Mora, que refrendaba alternativa, le cortó una oreja a Eslabón, un Agualuna-Zalduendo de 500 kilos, flojo y falto de fuerza. Lo toreó pase a pase porque el animal no tenía con qué responder. Se frenaba, se distraía, alzaba la cabeza. Con paciencia y sabiduría, el torero lo compuso. Lo llevó al centro con suavidad y lo lidió. Le dio el tiempo y el espacio que el toro necesitaba para ganar confianza. Lo toreó, digo —y agrego—, al natural: citando de frente, cargando la suerte con la cadera, metido impávido entre los cuernos. Inolvidable. Un toreo solemne, profundísimo. Pases largos, lentos, suaves. En un instante se cuela Eslabón, Mora se apoya en el cuerno y el animal desiste. Sin más. Se quedan mirándose. Una oreja. A su segundo, un bello de 528 kilos, lo recibió rodilla en tierra. Vimos un par de verónicas y una media mirando a los tendidos, que anunciaba gran faena. No la hubo. El toro no dio lo que se le aplaudió al entrar al ruedo. Se iba de bruces. Ni las chicuelinas en los quites ni las banderillas de Santana, nada logró que Mora pudiera volver templar uno de esos naturales de frente que la plaza quería volver a sentir.
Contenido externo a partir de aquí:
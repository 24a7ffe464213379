pub mod field_info;
pub mod json_primitive;
pub mod relationship;
pub mod source;
pub mod table_metadata;

pub use field_info::*;
pub use json_primitive::*;
pub use relationship::*;
pub use source::*;
pub use table_metadata::*;

use crate::storage::StorageError;

/// Read access to table metadata, used to resolve relationship joins and
/// entity projections.
pub trait SchemaProvider {
    /// Metadata of `table`, or `None` if the table is unknown.
    fn table_metadata(&self, table: &str) -> Result<Option<TableMetadata>, StorageError>;
}
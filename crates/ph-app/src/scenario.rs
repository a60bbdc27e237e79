//! Scenario definitions and evaluation.
//!
//! A scenario is what a frontend has selected: a dissolved species, a beaker
//! of water under the dropper, a buffer under the dropper, or a household
//! item. [`evaluate`] dispatches it to the engine and always returns a pH,
//! taking the buffer overflow branch itself.

use crate::error::{AppError, AppResult};
use ph_chem::titration::h_conc_titration;
use ph_chem::{
    BufferPair, BufferSystem, DropReagent, HouseholdItem, PhEngine, Species, Titrant,
    h_concentration_from_ph, indicator_color, ph_from_h_concentration,
};
use ph_core::{PhError, PhResult, ensure_finite, ml};
use serde::{Deserialize, Serialize};

/// Buffer components are never calculated below this concentration [mol/L].
pub const BUFFER_CONCENTRATION_FLOOR: f64 = 0.0001;

#[derive(Debug, Clone, PartialEq, Serialize, Deserialize)]
#[serde(tag = "kind", rename_all = "snake_case")]
pub enum Scenario {
    Solution {
        species: Species,
        concentration: f64,
    },
    Water {
        #[serde(default)]
        reagent: Option<DropReagent>,
        #[serde(default)]
        drops: u32,
        #[serde(default, skip_serializing_if = "Option::is_none")]
        initial_volume_ml: Option<f64>,
    },
    Buffer {
        pair: BufferPair,
        acid_concentration: f64,
        base_concentration: f64,
        #[serde(default)]
        reagent: Option<DropReagent>,
        #[serde(default)]
        drops: u32,
    },
    Household {
        item: HouseholdItem,
    },
}

impl Scenario {
    /// Same scenario with a different number of drops added.
    ///
    /// Returns `None` for scenarios that have no dropper.
    pub fn with_drops(&self, count: u32) -> Option<Scenario> {
        let mut next = self.clone();
        match &mut next {
            Scenario::Water { drops, .. } | Scenario::Buffer { drops, .. } => {
                *drops = count;
                Some(next)
            }
            Scenario::Solution { .. } | Scenario::Household { .. } => None,
        }
    }

    pub fn label(&self) -> String {
        match self {
            Scenario::Solution {
                species,
                concentration,
            } => format!("{species} at {concentration:.4} M"),
            Scenario::Water { reagent, drops, .. } => {
                format!("Water + {drops} drops of {}", reagent_label(*reagent))
            }
            Scenario::Buffer { pair, reagent, drops, .. } => format!(
                "{} buffer + {drops} drops of {}",
                pair.display_name(),
                reagent_label(*reagent)
            ),
            Scenario::Household { item } => item.display_name().to_string(),
        }
    }
}

fn reagent_label(reagent: Option<DropReagent>) -> &'static str {
    reagent.map_or("nothing", DropReagent::label)
}

fn titrant_for(reagent: Option<DropReagent>) -> Titrant {
    reagent.map_or_else(Titrant::none, DropReagent::titrant)
}

/// Scenario with a name, as stored in scenario files.
#[derive(Debug, Clone, PartialEq, Serialize, Deserialize)]
pub struct NamedScenario {
    pub name: String,
    #[serde(flatten)]
    pub scenario: Scenario,
}

#[derive(Debug, Clone, PartialEq, Default, Serialize, Deserialize)]
pub struct ScenarioFile {
    #[serde(default)]
    pub scenarios: Vec<NamedScenario>,
}

/// What the pH meter shows.
#[derive(Debug, Clone, PartialEq, Serialize)]
pub struct Reading {
    pub ph: f64,
    /// Absent where the pH is tabulated rather than derived.
    pub h_concentration: Option<f64>,
    pub capacity_exceeded: bool,
    pub indicator: &'static str,
    /// Decimal places the pH is quoted to.
    pub decimals: usize,
}

impl Reading {
    fn derived(h: f64) -> PhResult<Self> {
        let ph = ph_from_h_concentration(h)?;
        Ok(Self {
            ph,
            h_concentration: Some(h),
            capacity_exceeded: false,
            indicator: indicator_color(ph),
            decimals: 3,
        })
    }

    fn fixed(ph: f64, decimals: usize) -> Self {
        Self {
            ph,
            h_concentration: None,
            capacity_exceeded: false,
            indicator: indicator_color(ph),
            decimals,
        }
    }

    pub fn format_ph(&self) -> String {
        format!("{:.*}", self.decimals, self.ph)
    }
}

/// Floor a buffer component concentration so the log ratio stays finite.
pub fn floor_buffer_concentration(conc: f64) -> PhResult<f64> {
    let conc = ensure_finite(conc, "buffer concentration")?;
    if conc < 0.0 {
        return Err(PhError::Domain {
            what: "buffer concentration",
            value: conc,
        });
    }
    Ok(conc.max(BUFFER_CONCENTRATION_FLOOR))
}

pub fn evaluate(engine: &PhEngine, scenario: &Scenario) -> AppResult<Reading> {
    tracing::debug!(scenario = %scenario.label(), "evaluating scenario");
    let reading = match scenario {
        Scenario::Solution {
            species,
            concentration,
        } => match engine.species_h_concentration(*species, *concentration)? {
            Some(h) => Reading::derived(h)?,
            None => Reading::fixed(engine.ph_nacl(), 3),
        },
        Scenario::Water {
            reagent,
            drops,
            initial_volume_ml,
        } => {
            let mut setup = engine.titration_setup();
            if let Some(v) = initial_volume_ml {
                setup = setup.with_initial_volume(ml(*v));
            }
            let h = h_conc_titration(engine.constants(), &setup, titrant_for(*reagent), *drops)?;
            Reading::derived(h)?
        }
        Scenario::Buffer {
            pair,
            acid_concentration,
            base_concentration,
            reagent,
            drops,
        } => {
            let system = BufferSystem::for_pair(
                *pair,
                floor_buffer_concentration(*acid_concentration)?,
                floor_buffer_concentration(*base_concentration)?,
                engine.constants(),
            )?;
            let buffer = engine.buffer_reading(&system, titrant_for(*reagent), *drops)?;
            if buffer.capacity_exceeded {
                tracing::warn!(pair = pair.key(), drops, "buffer capacity exceeded");
            }
            Reading {
                ph: buffer.ph,
                h_concentration: Some(h_concentration_from_ph(buffer.ph)?),
                capacity_exceeded: buffer.capacity_exceeded,
                indicator: indicator_color(buffer.ph),
                decimals: 3,
            }
        }
        Scenario::Household { item } => Reading::fixed(item.reference_ph(), item.display_decimals()),
    };
    tracing::debug!(ph = reading.ph, "scenario evaluated");
    Ok(reading)
}

/// Evaluate every scenario in a file, keeping per-scenario failures.
pub fn evaluate_all(
    engine: &PhEngine,
    file: &ScenarioFile,
) -> Vec<(String, AppResult<Reading>)> {
    file.scenarios
        .iter()
        .map(|named| (named.name.clone(), evaluate(engine, &named.scenario)))
        .collect()
}

/// Parse a species label, reporting the offending text on failure.
pub fn parse_species(label: &str) -> AppResult<Species> {
    label
        .parse()
        .map_err(|_| AppError::InvalidInput(format!("unknown species '{label}'")))
}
¿Qué se puede decir de Hermoso de Mendoza? Poco. ¡Es perfecto! No sé bien si él o sus caballos. Ambos, claro está; con ventaja, la pareja que hace con Chenel, que torea tanto como Hermoso, y con Ícaro, que le tira al toro tarascazos por la testuz, o con Pirata, que trata de ayudar a matar con sus cascos. Bella esa complicidad de jinete y caballo en el ruedo, porque uno pensaría que los animales, por serlo, debían ser solidarios entre ellos. La faena que hicieron Hermoso y sus bestias a uno de González Caicedo, llamado Atigrado —516, cárdeno— fue memorable. Por todo. Desde las paradas de frente con los rejones, hasta el beso en la testuz, pasando por los quiebres de las banderillas, las cabriolas con las cortas, las piruetas en el hocico. Galopar templando es un logro, pero galopar de costado templando es una hazaña. Y quebrarle la carrera al toro, saliendo por adentro es prodigioso. Mató como si el toro fuera de cera, de cera caliente. Dos orejas. Ovación al toro, a los caballos y a Hermoso. Con su segundo iba por la misma vía con un toro medio aplomado, Invernal, de 534 kilos. Lo miró desde Garibaldi, le puso un rejón del que salió rebrincado el toro. ¡Y sacó a Chenel! Una bestia casi humana: inteligente, pero noble. Vuelta y media al ruedo templando con la cola, con el estribo y con el pecho al quebrarlo. Dalí estuvo a milímetros de un varetazo —en rejoneo equivale a trompicar—. Pero con Pirata entró a matar sin suerte y descabelló sin destreza. Hermoso tiene —dijo mi vecino— más fuerza en las piernas que en la muñeca. Un aviso que no le cerró la puerta grande, por donde suele salir.

Los silencios en la Santamaría son puros, elocuentes. Una afición entendida a toda prueba.